A foursome of runners in the corner of the lounge hailed me as I left my table. “Hey, 50-stater.” Introductions followed. Jenny, Mike and Tom traveled from Columbus, OH, and Jim came from Alexandria, VA. I joined them for tea and dessert, and we chatted away about marathons past and future.
I slept well after two dinners and five pieces of dessert. I ate an early breakfast at the Concierge Lounge, and went downstairs to look for cappuccino. The desk staff had a good laugh when I asked for a good coffee shop within walking distance. “This is Mississippi. You can get good sweet tea.”
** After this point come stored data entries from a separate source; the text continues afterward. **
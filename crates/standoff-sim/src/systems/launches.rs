//! Missile-launch command handlers (§4.5): ICBM launch authorization, the
//! manual-intercept rail search, and intercept-feasibility reporting.
//!
//! Grounded on `deterrence-sim::systems::fire_control`'s shape: validate
//! every precondition before mutating anything, then mutate and return or
//! push events rather than surfacing a caller-visible error mid-mutation.

use standoff_core::entities::{Building, InterceptTarget, Missile, MissileCommon};
use standoff_core::enums::{HackType, InterceptorStatus, MissileKind, SessionPhase, SiloMode};
use standoff_core::error::CommandError;
use standoff_core::events::SimEvent;
use standoff_core::state::{GameSession, InterceptFeasibility};
use standoff_core::types::GeoPos;
use standoff_geo::{flight_profile, great_circle};

use super::ballistics::{search_intercept_point, search_intercept_point_satellite, InterceptSolution};
use super::hacking;

/// Handle a validated `launch_missile` command: an ICBM launch from an
/// owned, non-destroyed, attack-mode silo with ammo remaining. Only legal
/// once DEFCON 1 is reached (§4.5).
pub fn launch_missile(
    session: &mut GameSession,
    player_id: &str,
    silo_id: &str,
    target_position: GeoPos,
) -> Result<SimEvent, CommandError> {
    if session.phase != SessionPhase::Launch {
        return Err(CommandError::WrongPhase);
    }

    let silo = session
        .buildings
        .get_mut(silo_id)
        .ok_or_else(|| CommandError::UnknownEntity(silo_id.to_string()))?;
    if silo.owner_id() != player_id {
        return Err(CommandError::NotOwner(silo_id.to_string()));
    }
    if silo.destroyed() {
        return Err(CommandError::UnknownEntity(silo_id.to_string()));
    }
    if hacking::is_compromised(session, silo_id, HackType::DelaySilo) {
        return Err(CommandError::SiloDelayed(silo_id.to_string()));
    }

    let launch_geo = silo.common().position;

    match silo {
        Building::Silo { mode, missile_ammo, .. } => {
            if *mode != SiloMode::Attack {
                return Err(CommandError::WrongSiloMode);
            }
            if *missile_ammo == 0 {
                return Err(CommandError::AmmoExhausted);
            }
            *missile_ammo -= 1;
        }
        _ => return Err(CommandError::WrongSiloMode),
    }

    let distance_km = great_circle::distance_km(launch_geo, target_position);
    let flight_duration_ms = flight_profile::flight_duration_ms(distance_km);
    let apex_altitude_m = flight_profile::apex_altitude_m(distance_km);

    let missile_id = format!("{player_id}-icbm-{}", uuid::Uuid::new_v4());
    let common = MissileCommon {
        id: missile_id.clone(),
        owner_id: player_id.to_string(),
        kind: MissileKind::Icbm,
        launch_geo,
        target_geo: target_position,
        current_geo: launch_geo,
        launch_tick: session.clock.tick,
        flight_duration_ms,
        apex_altitude_m,
        progress: 0.0,
        intercepted: false,
        detonated: false,
    };
    session.missiles.insert(
        missile_id.clone(),
        Missile::Icbm { common, source_silo_id: silo_id.to_string() },
    );

    Ok(SimEvent::MissileLaunch {
        missile_id,
        owner_id: player_id.to_string(),
        launch_geo,
        target_geo: target_position,
    })
}

/// Handle a `manual_intercept` command, launching one interceptor from each
/// listed silo against `target`. Each silo is validated and resolved
/// independently; one infeasible silo doesn't block the rest.
pub fn manual_intercept(
    session: &mut GameSession,
    player_id: &str,
    target: &InterceptTarget,
    silo_ids: &[String],
) -> Vec<Result<SimEvent, CommandError>> {
    silo_ids
        .iter()
        .map(|silo_id| launch_interceptor(session, player_id, silo_id, target))
        .collect()
}

/// Find a feasible rail against `target` from `source_geo`, branching on
/// whether the target is an in-flight ICBM or an orbiting satellite (§4.6).
fn search_intercept_solution(session: &GameSession, target: &InterceptTarget, source_geo: GeoPos) -> Option<InterceptSolution> {
    match target {
        InterceptTarget::Missile { id } => {
            let target_common = match session.missiles.get(id) {
                Some(missile @ Missile::Icbm { .. }) if !missile.is_resolved() => missile.common().clone(),
                _ => return None,
            };
            search_intercept_point(&target_common, source_geo)
        }
        InterceptTarget::Satellite { id } => {
            let satellite = session.satellites.get(id).filter(|s| !s.destroyed)?;
            search_intercept_point_satellite(satellite, source_geo, session.clock.timestamp_ms)
        }
    }
}

fn launch_interceptor(
    session: &mut GameSession,
    player_id: &str,
    silo_id: &str,
    target: &InterceptTarget,
) -> Result<SimEvent, CommandError> {
    let silo = session
        .buildings
        .get(silo_id)
        .ok_or_else(|| CommandError::UnknownEntity(silo_id.to_string()))?;
    if silo.owner_id() != player_id {
        return Err(CommandError::NotOwner(silo_id.to_string()));
    }
    if silo.destroyed() {
        return Err(CommandError::UnknownEntity(silo_id.to_string()));
    }
    let interceptor_ammo = match silo {
        Building::Silo { interceptor_ammo, .. } => *interceptor_ammo,
        _ => return Err(CommandError::WrongSiloMode),
    };
    if interceptor_ammo == 0 {
        return Err(CommandError::AmmoExhausted);
    }
    let source_geo = silo.common().position;

    let solution = search_intercept_solution(session, target, source_geo).ok_or(CommandError::NoInterceptSolution)?;

    if let Some(Building::Silo { interceptor_ammo, .. }) = session.buildings.get_mut(silo_id) {
        *interceptor_ammo -= 1;
    }

    let interceptor_id = format!("{player_id}-interceptor-{}", uuid::Uuid::new_v4());
    let common = MissileCommon {
        id: interceptor_id.clone(),
        owner_id: player_id.to_string(),
        kind: MissileKind::Interceptor,
        launch_geo: source_geo,
        target_geo: solution.rail_end_geo,
        current_geo: source_geo,
        launch_tick: session.clock.tick,
        flight_duration_ms: solution.flight_duration_ms,
        apex_altitude_m: 0.0,
        progress: 0.0,
        intercepted: false,
        detonated: false,
    };
    session.missiles.insert(
        interceptor_id.clone(),
        Missile::Interceptor {
            common,
            source_silo_id: silo_id.to_string(),
            target: target.clone(),
            rail_start_geo: source_geo,
            rail_end_geo: solution.rail_end_geo,
            rail_end_altitude_m: solution.rail_end_altitude_m,
            fuel_seconds: standoff_core::constants::INTERCEPTOR_FUEL_SECONDS_DEFAULT,
            tracking_radar_ids: Vec::new(),
            has_guidance: false,
            status: InterceptorStatus::Active,
            miss_behavior: None,
            ticks_without_guidance: 0,
            coast_ticks: 0,
        },
    );

    Ok(SimEvent::MissileLaunch {
        missile_id: interceptor_id,
        owner_id: player_id.to_string(),
        launch_geo: source_geo,
        target_geo: solution.rail_end_geo,
    })
}

/// Handle a `request_intercept_info` command: report, per owned silo,
/// whether a rail solution exists against `target` and a rough
/// hit-probability estimate (§6).
pub fn request_intercept_info(
    session: &GameSession,
    player_id: &str,
    target: &InterceptTarget,
) -> Result<Vec<InterceptFeasibility>, CommandError> {
    let target_exists = match target {
        InterceptTarget::Missile { id } => {
            matches!(session.missiles.get(id), Some(missile @ Missile::Icbm { .. }) if !missile.is_resolved())
        }
        InterceptTarget::Satellite { id } => session.satellites.get(id).is_some_and(|s| !s.destroyed),
    };
    if !target_exists {
        return Err(CommandError::UnknownEntity(target.id().to_string()));
    }

    let mut results = Vec::new();
    for building in session.buildings.values() {
        if building.owner_id() != player_id || building.destroyed() {
            continue;
        }
        let Building::Silo { interceptor_ammo, .. } = building else {
            continue;
        };
        if *interceptor_ammo == 0 {
            continue;
        }
        let source_geo = building.common().position;
        match search_intercept_solution(session, target, source_geo) {
            Some(solution) => results.push(InterceptFeasibility {
                silo_id: building.id().to_string(),
                feasible: true,
                estimated_hit_probability: solution.estimated_hit_probability,
            }),
            None => results.push(InterceptFeasibility {
                silo_id: building.id().to_string(),
                feasible: false,
                estimated_hit_probability: 0.0,
            }),
        }
    }
    Ok(results)
}

#[cfg(test)]
mod tests {
    use super::*;
    use standoff_core::config::SessionConfig;

    fn session_with_silo(phase: SessionPhase, mode: SiloMode, ammo: u32) -> GameSession {
        let mut session = GameSession {
            id: "s".into(),
            clock: Default::default(),
            phase,
            defcon_level: 1,
            defcon_ms_remaining: 0,
            game_speed: 1,
            players: Default::default(),
            territories: Default::default(),
            cities: Default::default(),
            buildings: Default::default(),
            missiles: Default::default(),
            satellites: Default::default(),
            hacking_nodes: Default::default(),
            hacking_connections: Default::default(),
            hacking_traces: Default::default(),
            config: SessionConfig::default(),
        };
        session.buildings.insert(
            "silo-1".into(),
            Building::Silo {
                common: standoff_core::entities::BuildingCommon {
                    id: "silo-1".into(),
                    owner_id: "p1".into(),
                    position: GeoPos::new(0.0, 0.0),
                    destroyed: false,
                },
                mode,
                missile_ammo: ammo,
                interceptor_ammo: 4,
                last_fire_time_ms: 0,
            },
        );
        session
    }

    #[test]
    fn launch_rejected_outside_defcon_one() {
        let mut session = session_with_silo(SessionPhase::Escalation, SiloMode::Attack, 2);
        let result = launch_missile(&mut session, "p1", "silo-1", GeoPos::new(10.0, 10.0));
        assert_eq!(result, Err(CommandError::WrongPhase));
    }

    #[test]
    fn launch_rejected_without_attack_mode() {
        let mut session = session_with_silo(SessionPhase::Launch, SiloMode::Defend, 2);
        let result = launch_missile(&mut session, "p1", "silo-1", GeoPos::new(10.0, 10.0));
        assert_eq!(result, Err(CommandError::WrongSiloMode));
    }

    #[test]
    fn launch_succeeds_and_decrements_ammo() {
        let mut session = session_with_silo(SessionPhase::Launch, SiloMode::Attack, 2);
        let result = launch_missile(&mut session, "p1", "silo-1", GeoPos::new(10.0, 10.0));
        assert!(result.is_ok());
        assert_eq!(session.missiles.len(), 1);
        match &session.buildings["silo-1"] {
            Building::Silo { missile_ammo, .. } => assert_eq!(*missile_ammo, 1),
            _ => unreachable!(),
        }
    }

    #[test]
    fn launch_rejected_when_ammo_exhausted() {
        let mut session = session_with_silo(SessionPhase::Launch, SiloMode::Attack, 0);
        let result = launch_missile(&mut session, "p1", "silo-1", GeoPos::new(10.0, 10.0));
        assert_eq!(result, Err(CommandError::AmmoExhausted));
    }

    #[test]
    fn launch_rejected_while_delay_silo_hack_is_compromising_it() {
        use standoff_core::entities::HackingTrace;
        use standoff_core::enums::HackStatus;

        let mut session = session_with_silo(SessionPhase::Launch, SiloMode::Attack, 2);
        session.hacking_traces.insert(
            "hack-1".into(),
            HackingTrace {
                id: "hack-1".into(),
                attacker_player_id: "p2".into(),
                target_building_id: "silo-1".into(),
                hack_type: HackType::DelaySilo,
                progress: 1.0,
                trace_progress: 0.0,
                status: HackStatus::Complete,
                route_node_ids: Vec::new(),
                compromise_expires_at_ms: Some(session.clock.timestamp_ms + 30_000),
            },
        );
        let result = launch_missile(&mut session, "p1", "silo-1", GeoPos::new(10.0, 10.0));
        assert_eq!(result, Err(CommandError::SiloDelayed("silo-1".into())));
    }

    #[test]
    fn manual_intercept_can_target_a_satellite_directly_overhead() {
        let mut session = session_with_silo(SessionPhase::Launch, SiloMode::Attack, 2);
        session.satellites.insert(
            "sat-1".into(),
            standoff_core::entities::Satellite {
                id: "sat-1".into(),
                owner_id: "p2".into(),
                source_facility_id: "fac-1".into(),
                launch_epoch_ms: 0,
                orbital_period_ms: 5_400_000,
                orbital_altitude_km: 500.0,
                inclination_deg: 0.0,
                starting_longitude_deg: 0.0,
                destroyed: false,
                health: 100.0,
                progress: 0.0,
                ground_position: GeoPos::new(0.0, 0.0),
            },
        );
        let target = InterceptTarget::Satellite { id: "sat-1".into() };
        let results = manual_intercept(&mut session, "p1", &target, &["silo-1".to_string()]);
        assert_eq!(results.len(), 1);
        assert!(results[0].is_ok(), "expected a feasible satellite intercept, got {:?}", results[0]);
        assert!(session.missiles.values().any(
            |m| matches!(m, Missile::Interceptor { target, .. } if *target == InterceptTarget::Satellite { id: "sat-1".into() })
        ));
    }

    #[test]
    fn manual_intercept_rejects_an_unknown_satellite() {
        let mut session = session_with_silo(SessionPhase::Launch, SiloMode::Attack, 2);
        let target = InterceptTarget::Satellite { id: "sat-missing".into() };
        let results = manual_intercept(&mut session, "p1", &target, &["silo-1".to_string()]);
        assert_eq!(results[0], Err(CommandError::NoInterceptSolution));
    }
}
I walked to the expo to loosen my legs. Packet pick-up disappointed – another lousy short-sleeve T-shirt. Granted, the goody bag was colorful and contained a harmonica. Team 413 had a booth at the expo, so I bought two shirts – one short-sleeve, one long-sleeve – with Philippians 4:13 printed on the back. I refrained from wearing my brand new shirt for the marathon as many runners did.
I spent most of the day in my room watching Russian and Japanese television, interrupted by mandatory naps and walks every couple of hours. On my way down to dinner, the elevator stopped at the seventh floor and my Ohio friends walked on. I joined them for dinner in the hotel, then I retired early.
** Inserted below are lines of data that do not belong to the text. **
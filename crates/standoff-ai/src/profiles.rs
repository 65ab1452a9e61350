//! Per-territory placement templates for the scripted AI (§4.9).
//!
//! The AI doesn't plan; it runs a fixed build order against its territory's
//! catalog `startingPositions`, cycling through building types the same way
//! it cycles through targets at DEFCON 1.

use standoff_catalog::catalog::TerritoryDef;
use standoff_core::commands::PlaceableBuildingType;
use standoff_core::types::GeoPos;

const BUILD_ORDER: [PlaceableBuildingType; 4] = [
    PlaceableBuildingType::Silo,
    PlaceableBuildingType::Radar,
    PlaceableBuildingType::Silo,
    PlaceableBuildingType::Airfield,
];

/// One step of the AI's placement plan for a territory.
pub struct PlacementStep {
    pub building_type: PlaceableBuildingType,
    pub position: GeoPos,
}

/// Build the ordered placement plan for a territory, cycling through
/// `startingPositions` if the build order is longer than the available
/// positions.
pub fn placement_plan(territory: &TerritoryDef) -> Vec<PlacementStep> {
    if territory.starting_positions.is_empty() {
        return Vec::new();
    }
    BUILD_ORDER
        .iter()
        .enumerate()
        .map(|(i, building_type)| PlacementStep {
            building_type: *building_type,
            position: territory.starting_positions[i % territory.starting_positions.len()],
        })
        .collect()
}

#[cfg(test)]
mod tests {
    use super::*;

    fn sample_territory() -> TerritoryDef {
        TerritoryDef {
            id: "t".into(),
            name: "T".into(),
            boundary_polygon: Vec::new(),
            city_ids: Vec::new(),
            starting_positions: vec![GeoPos::new(1.0, 1.0), GeoPos::new(2.0, 2.0)],
        }
    }

    #[test]
    fn plan_cycles_through_available_positions() {
        let plan = placement_plan(&sample_territory());
        assert_eq!(plan.len(), BUILD_ORDER.len());
        assert_eq!(plan[0].position, plan[2].position);
        assert_eq!(plan[1].position, plan[3].position);
    }

    #[test]
    fn plan_is_empty_without_starting_positions() {
        let mut territory = sample_territory();
        territory.starting_positions.clear();
        assert!(placement_plan(&territory).is_empty());
    }
}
Overnight rain gave way to a cloudy morning at 50 degrees. I planned to run from water stop to water stop, and to walk two minutes at each. Water stops were spaced 1.6 miles apart the first 20 miles, then every mile to the finish line. My plan fell apart at first contact with the 5-hour pace group. I ran initially with three 29-year-old ladies sporting shirts that read “Team Hot Legs.” Although they planned to run a week-end double with Jackson, MS, on Saturday and Mobile, AL, on Sunday, their pace proved too hot for my old legs.
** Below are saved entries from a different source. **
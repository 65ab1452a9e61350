//! Great-circle distance, bearing, and interpolation over `GeoPos` (§4.5).
//!
//! All angles in are degrees at the public boundary and radians internally.

use standoff_core::constants::{EARTH_RADIUS_KM, RADAR_HORIZON_COEFFICIENT};
use standoff_core::types::GeoPos;

fn to_radians(pos: GeoPos) -> (f64, f64) {
    (pos.lat.to_radians(), pos.lon.to_radians())
}

/// Great-circle distance between two points, in kilometers (haversine).
pub fn distance_km(a: GeoPos, b: GeoPos) -> f64 {
    let (lat1, lon1) = to_radians(a);
    let (lat2, lon2) = to_radians(b);

    let dlat = lat2 - lat1;
    let dlon = lon2 - lon1;

    let h = (dlat / 2.0).sin().powi(2) + lat1.cos() * lat2.cos() * (dlon / 2.0).sin().powi(2);
    let c = 2.0 * h.sqrt().asin();
    EARTH_RADIUS_KM * c
}

/// Initial bearing from `a` to `b`, in degrees clockwise from true north, `[0, 360)`.
pub fn initial_bearing_deg(a: GeoPos, b: GeoPos) -> f64 {
    let (lat1, lon1) = to_radians(a);
    let (lat2, lon2) = to_radians(b);
    let dlon = lon2 - lon1;

    let y = dlon.sin() * lat2.cos();
    let x = lat1.cos() * lat2.sin() - lat1.sin() * lat2.cos() * dlon.cos();
    y.atan2(x).to_degrees().rem_euclid(360.0)
}

/// Radar horizon distance contributed by a target's altitude (§4.8):
/// `k * sqrt(altitude_m)`, the standard refraction-corrected line-of-sight
/// approximation. Zero at ground level.
pub fn radar_horizon_km(altitude_m: f64) -> f64 {
    RADAR_HORIZON_COEFFICIENT * altitude_m.max(0.0).sqrt()
}

/// Point a fraction `t` (`0.0` at `a`, `1.0` at `b`) along the great-circle
/// arc between `a` and `b`, via spherical linear interpolation.
///
/// `t` is not clamped; callers extrapolating past `[0, 1]` get a point past
/// the endpoint along the same arc.
pub fn interpolate(a: GeoPos, b: GeoPos, t: f64) -> GeoPos {
    let (lat1, lon1) = to_radians(a);
    let (lat2, lon2) = to_radians(b);

    let d = distance_km(a, b) / EARTH_RADIUS_KM;
    if d.abs() < 1e-12 {
        return a;
    }

    let sin_d = d.sin();
    let coeff_a = ((1.0 - t) * d).sin() / sin_d;
    let coeff_b = (t * d).sin() / sin_d;

    let x = coeff_a * lat1.cos() * lon1.cos() + coeff_b * lat2.cos() * lon2.cos();
    let y = coeff_a * lat1.cos() * lon1.sin() + coeff_b * lat2.cos() * lon2.sin();
    let z = coeff_a * lat1.sin() + coeff_b * lat2.sin();

    let lat = z.atan2((x * x + y * y).sqrt());
    let lon = y.atan2(x);

    GeoPos::new(lat.to_degrees(), lon.to_degrees())
}

#[cfg(test)]
mod tests {
    use super::*;

    #[test]
    fn distance_is_zero_for_identical_points() {
        let p = GeoPos::new(40.7, -74.0);
        assert!(distance_km(p, p) < 1e-9);
    }

    #[test]
    fn distance_is_symmetric() {
        let a = GeoPos::new(40.7, -74.0);
        let b = GeoPos::new(51.5, -0.1);
        assert!((distance_km(a, b) - distance_km(b, a)).abs() < 1e-6);
    }

    #[test]
    fn new_york_to_london_is_roughly_right() {
        let nyc = GeoPos::new(40.7128, -74.0060);
        let london = GeoPos::new(51.5074, -0.1278);
        let d = distance_km(nyc, london);
        // Known great-circle distance is ~5570km.
        assert!((d - 5570.0).abs() < 50.0, "got {d}");
    }

    #[test]
    fn interpolation_endpoints_match_inputs() {
        let a = GeoPos::new(10.0, 20.0);
        let b = GeoPos::new(-5.0, 40.0);
        let start = interpolate(a, b, 0.0);
        let end = interpolate(a, b, 1.0);
        assert!((start.lat - a.lat).abs() < 1e-6);
        assert!((start.lon - a.lon).abs() < 1e-6);
        assert!((end.lat - b.lat).abs() < 1e-6);
        assert!((end.lon - b.lon).abs() < 1e-6);
    }

    #[test]
    fn interpolation_midpoint_is_closer_to_both_ends_than_full_distance() {
        let a = GeoPos::new(0.0, 0.0);
        let b = GeoPos::new(0.0, 90.0);
        let mid = interpolate(a, b, 0.5);
        let total = distance_km(a, b);
        let to_a = distance_km(a, mid);
        let to_b = distance_km(mid, b);
        assert!((to_a - total / 2.0).abs() < 1.0);
        assert!((to_b - total / 2.0).abs() < 1.0);
    }

    #[test]
    fn bearing_due_east_on_equator_is_ninety() {
        let a = GeoPos::new(0.0, 0.0);
        let b = GeoPos::new(0.0, 10.0);
        let bearing = initial_bearing_deg(a, b);
        assert!((bearing - 90.0).abs() < 0.5, "got {bearing}");
    }

    #[test]
    fn radar_horizon_is_zero_at_ground_level() {
        assert_eq!(radar_horizon_km(0.0), 0.0);
    }

    #[test]
    fn radar_horizon_grows_with_altitude() {
        let low = radar_horizon_km(1_000.0);
        let high = radar_horizon_km(100_000.0);
        assert!(high > low, "high={high} low={low}");
    }
}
To describe the course as hilly would be a cruel understatement. The course elevation map shows no fewer than 15 major hills. After running several miles with Team Hot Legs, I fell back onto my strategy. I attacked the hills, and coasted on the downhill. The pavement had cracks and potholes, almost as bad a Pennsylvania highways, keeping my attention on my footing. I had fun on pace for a 4:40 finish, then the sun came out.
The temperature and humidity rose rapidly late morning, reaching 72 degrees by 11am. I passed 22 miles in about 4 hours, and hit the wall. I walked most of the last four miles, jogging on-and-off with Terri, a first-timer from Shreveport. She had run the first half in two hours, before succumbing to the hills, heat and humidity.
I could have used some ice in the last few miles, but none was available. I poured water on my head and neck, and it felt good. The final stretch towards the finish line was straight uphill. I looked up with awe towards the finish arch, and hammered up that final hill. I finished in 5:04:19.
The medal was by far the largest marathon medal I have seen. At 11 ounces of solid metal, it got the attention of the security folks at the airport. Pizza tasted good. The quarter mile walk to the hotel was painful. Every muscle and every joint hurt. I had blisters on a few toes. My quads burned. I checked off Mississippi – all in all a positive experience.
Dr Kamal Jabbour ran his 17th Marathons in 17 states in Mississippi. Dr. J's RUNNING Column appears in Cyberspace whenever endorphins call.